关键词:扩展目标跟踪;非线性系统;Bayes框架;联合估计;粒子滤波;建议分布函数
中图分类号:TN273
文献标志码:A
Abstract: Most of current extended target tracking algorithms assume that its system is linear Gaussian system. To track multiple extended targets for nonlinear Gaussian system, an multiple extended target tracking algorithm using particle filter to jointly estimate target state and association hypothesis was proposed. Firstly, the idea of joint estimation of the multiple extended target state and association hypothesis was proposed, which avoided mutual constraints in estimating target state and data association. Then, based on extended target state evolution model and measurement model, a joint proposal distribution function for multiple extended target and association hypothesis was established, and the Bayesian framework for the joint estimation was implemented by particle filtering. Finally, to avoid the dimension disaster problem in the implementation of the particle filter, the generation and evolution of the multiple extended target combined state particles were decomposed into that of the individual target state particles, and the particle set of each target was resampled according to the weight association with it, so that each target retained the particles with better state estimation while suppressing the poor part of target state estimation. Simulation results show that, in comparison with the Gaussianmixture implementation of extended target probability hypothesis density filter and the sequential Monte Carlo implementation of that, the estimation accuracy of the target state is improved, and the Jaccard distance of shape estimation is reduced by approximately 30% and 20% respectively. The proposed algorithm is more suitable for multiple extended target tracking of the nonlinear system.

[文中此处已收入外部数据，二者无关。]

//! Read-only probes against a sample database.
//!
//! Some misconceptions depend on data rather than on the query: a `NOT IN`
//! subquery only misbehaves if it actually returns NULL, and duplicates only
//! matter if there are many. Checks describe what they need as a
//! [`ProbePlan`]; the sampler answers within row and time budgets and turns
//! every failure into an [`Inconclusive`] marker.

/// Sample rows held in memory.
pub mod memory;
/// Sample database reached through a `PostgreSQL` connection pool.
#[cfg(feature = "db")]
pub mod postgres;

use std::time::Duration;

use rayon::prelude::*;
use sqlparser::ast::Query;
use tracing::{debug, warn};

use crate::classifier::finding::{Finding, Inconclusive};
use crate::config::{EngineConfig, SamplerConfig};
use crate::error::SampleError;

pub use memory::InMemorySample;

/// Question asked of the sample.
#[derive(Debug, Clone, PartialEq)]
pub enum Probe {
    /// Does the single-column query return at least one NULL?
    NullInSubquery {
        /// The subquery.
        query: Query,
    },
    /// How many rows of the query's result repeat an earlier row?
    Duplicates {
        /// The query.
        query: Query,
    },
}

impl Probe {
    /// Probe query for a SQL engine, reading at most `limit + 1` rows of the
    /// probed query. Returns two counts: rows read and matching rows.
    pub fn sql(&self, limit: u64) -> String {
        let read = limit.saturating_add(1);
        match self {
            Probe::NullInSubquery { query } => format!(
                "SELECT COUNT(*) AS total, COUNT(*) FILTER (WHERE probe.v IS NULL) AS hits \
                 FROM (SELECT * FROM ({query}) AS src LIMIT {read}) AS probe(v)"
            ),
            Probe::Duplicates { query } => format!(
                "SELECT COUNT(*) AS total, COUNT(*) - COUNT(DISTINCT probe) AS hits \
                 FROM (SELECT * FROM ({query}) AS src LIMIT {read}) AS probe"
            ),
        }
    }

    /// Short name for logs and markers.
    pub fn kind(&self) -> &'static str {
        match self {
            Probe::NullInSubquery { .. } => "null-in-subquery",
            Probe::Duplicates { .. } => "duplicates",
        }
    }
}

/// Answer to a probe.
#[derive(Debug, Clone, Copy, PartialEq, Eq)]
pub enum ProbeAnswer {
    /// Whether a NULL was found.
    NullPresent(bool),
    /// Number of duplicate rows.
    Duplicates(u64),
}

/// Limits applied to one probe.
#[derive(Debug, Clone, Copy, PartialEq, Eq)]
pub struct ProbeBudget {
    /// Rows the probe may read.
    pub max_rows: u64,
    /// Wall-clock limit.
    pub timeout: Duration,
}

impl From<&SamplerConfig> for ProbeBudget {
    fn from(config: &SamplerConfig) -> Self {
        Self {
            max_rows: config.max_rows,
            timeout: Duration::from_millis(config.timeout_ms),
        }
    }
}

/// A read-only source of sample rows.
pub trait SampleDatabase: Send + Sync {
    /// Short description for logs.
    fn describe(&self) -> String;

    /// Answer `probe` within `budget`.
    fn probe(&self, probe: &Probe, budget: ProbeBudget) -> Result<ProbeAnswer, SampleError>;
}

/// A data-dependent finding waiting for the sample's answer.
#[derive(Debug, Clone)]
pub struct ProbePlan {
    /// Check that planned the probe.
    pub check: &'static str,
    /// The question.
    pub probe: Probe,
    /// Finding to report when the answer confirms it.
    pub finding: Finding,
    /// Finding to report, with heuristic confidence, when no sample is configured.
    pub fallback: Option<Finding>,
}

/// Outcome of resolving one plan.
#[derive(Debug, Clone, PartialEq)]
pub enum ProbeOutcome {
    /// The misconception is present.
    Confirmed(Finding),
    /// The sample shows the misconception is absent.
    Cleared,
    /// No verdict.
    Inconclusive(Inconclusive),
}

/// Resolve every plan against `sample`, in parallel.
pub fn resolve(
    plans: Vec<ProbePlan>,
    sample: Option<&dyn SampleDatabase>,
    config: &EngineConfig,
) -> Vec<ProbeOutcome> {
    let budget = ProbeBudget::from(&config.sampler);
    plans
        .into_par_iter()
        .map(|plan| resolve_one(plan, sample, budget, config.many_duplicates_threshold))
        .collect()
}

fn resolve_one(
    plan: ProbePlan,
    sample: Option<&dyn SampleDatabase>,
    budget: ProbeBudget,
    threshold: u64,
) -> ProbeOutcome {
    let Some(sample) = sample else {
        return match plan.fallback {
            Some(fallback) => ProbeOutcome::Confirmed(fallback.heuristic()),
            None => inconclusive(&plan, &SampleError::Unavailable),
        };
    };
    debug!(check = plan.check, probe = plan.probe.kind(), sample = %sample.describe(), "running probe");
    match sample.probe(&plan.probe, budget) {
        Ok(ProbeAnswer::NullPresent(true)) => ProbeOutcome::Confirmed(
            plan.finding
                .evidence(format!("the sample {} returns NULL", sample.describe())),
        ),
        Ok(ProbeAnswer::Duplicates(count)) if count >= threshold => ProbeOutcome::Confirmed(
            plan.finding
                .param("duplicates", count)
                .evidence(format!("{count} duplicate rows in the sample {}", sample.describe())),
        ),
        Ok(_) => ProbeOutcome::Cleared,
        Err(error) => {
            warn!(check = plan.check, probe = plan.probe.kind(), %error, "probe failed");
            inconclusive(&plan, &error)
        }
    }
}

fn inconclusive(plan: &ProbePlan, error: &SampleError) -> ProbeOutcome {
    ProbeOutcome::Inconclusive(Inconclusive {
        check: plan.check.to_string(),
        id: Some(plan.finding.id),
        location: plan.finding.location.clone(),
        reason: error.to_string(),
    })
}

#[cfg(test)]
mod tests {
    use super::*;
    use crate::classifier::finding::{Confidence, Location};
    use crate::parser::sql_parser::parse_query;

    struct Fixed(Result<ProbeAnswer, SampleError>);

    impl SampleDatabase for Fixed {
        fn describe(&self) -> String {
            "fixed".to_string()
        }

        fn probe(&self, _: &Probe, _: ProbeBudget) -> Result<ProbeAnswer, SampleError> {
            self.0.clone()
        }
    }

    fn plan(fallback: bool) -> ProbePlan {
        let finding = Finding::semantic(46, Location::query());
        ProbePlan {
            check: "null_in_subquery",
            probe: Probe::NullInSubquery {
                query: parse_query("SELECT mgr FROM emp").expect("query"),
            },
            fallback: fallback.then(|| finding.clone()),
            finding,
        }
    }

    #[test]
    fn missing_sample_falls_back_or_is_inconclusive() {
        let config = EngineConfig::default();
        let resolved = resolve(vec![plan(true), plan(false)], None, &config);
        match &resolved[0] {
            ProbeOutcome::Confirmed(finding) => assert_eq!(finding.confidence, Confidence::Heuristic),
            other => panic!("expected heuristic finding, got {other:?}"),
        }
        assert!(matches!(resolved[1], ProbeOutcome::Inconclusive(_)));
    }

    #[test]
    fn sample_answers_decide_the_plan() {
        let config = EngineConfig::default();
        let yes = Fixed(Ok(ProbeAnswer::NullPresent(true)));
        let no = Fixed(Ok(ProbeAnswer::NullPresent(false)));
        let slow = Fixed(Err(SampleError::Timeout { timeout_ms: 5 }));
        let confirmed = resolve(vec![plan(true)], Some(&yes as &dyn SampleDatabase), &config);
        match &confirmed[0] {
            ProbeOutcome::Confirmed(finding) => assert_eq!(finding.confidence, Confidence::Definite),
            other => panic!("expected definite finding, got {other:?}"),
        }
        assert_eq!(resolve(vec![plan(true)], Some(&no as &dyn SampleDatabase), &config), vec![ProbeOutcome::Cleared]);
        match &resolve(vec![plan(true)], Some(&slow as &dyn SampleDatabase), &config)[0] {
            ProbeOutcome::Inconclusive(marker) => assert!(marker.reason.contains("5 ms")),
            other => panic!("expected inconclusive, got {other:?}"),
        }
    }

    #[test]
    fn probe_sql_wraps_the_query_with_a_limit() {
        let query = parse_query("SELECT mgr FROM emp").expect("query");
        let sql = Probe::NullInSubquery { query }.sql(100);
        assert!(sql.contains("FROM (SELECT mgr FROM emp) AS src LIMIT 101"));
        assert!(sql.contains("probe.v IS NULL"));
    }
}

英文关键词Key words: extended target tracking; nonlinear system; Bayesian framework; joint estimation; particle filter; proposal distribution function
0 引言
扩展目标在每个时刻可产生多个量测,因此传统多点目标跟踪算法无法应用于多扩展目标跟踪。目前多扩展目标跟踪算法大致有两类: 一类是通过修改假设条件将点目标跟踪算法的数据关联方法如联合概率数据关联(Joint Probabilistic Data Association, JPDA)、概率多假设方法(Probabilistic MultiHypothesis, PMHT)等,推广到多扩展目标跟踪[1-3];另一类是基于随机有限集,将概率假设密度(Probability Hypothesis Density, PHD)滤波器、势概率假设密度(Cardinalized PHD, CPHD)滤波器、高斯混合概率假设密度(Gaussian Mixture PHD, GMPHD)滤波器、序贯蒙特卡洛概率假设密度(Sequential Monte Carlo PHD, SMCPHD)滤波器等应用到多扩展目标跟踪算法[4-7],但这类算法理论上需要考虑每一时刻量测集的所有可能划分,因此计算量较大,计算量会随着扩展目标个数或量测个数急剧增加。文献[6-8]为减少计算量只考虑了一部分划分算法,但擴展目标跟踪性能严重依赖于划分算法,在目标相距较近时难以获得理想的效果。 目前已存在非線性系统的单扩展目标跟踪算法,如文献[9]中将RaoBlackwellised粒子滤波器应用到扩展目标跟踪,线性状态部分采用卡尔曼滤波器,非线性部分采用粒子滤波器进行估计;文献[10]中将非线性量测函数线性化,利用基于随机矩阵的扩展目标跟踪算法扩展到非线性系统。现有的多扩展目标跟踪算法一般是针对线性高斯系统,为解决非线性问题通常将处理非线性系统的方法如无迹卡尔曼滤波器(Unscented Kalman Filter, UKF)、粒子滤波器(Particle Filter, PF)与线性系统的多扩展目标滤波器相结合,如文献[11]中将UKF应用于扩展目标GMPHD(Extended Target GMPHD, ETGMPHD)滤波器,采用非线性量测模型实现状态估计的更新,但是这种处理非线性的方式的滤波性能会随着非线性程度的增加急速下降。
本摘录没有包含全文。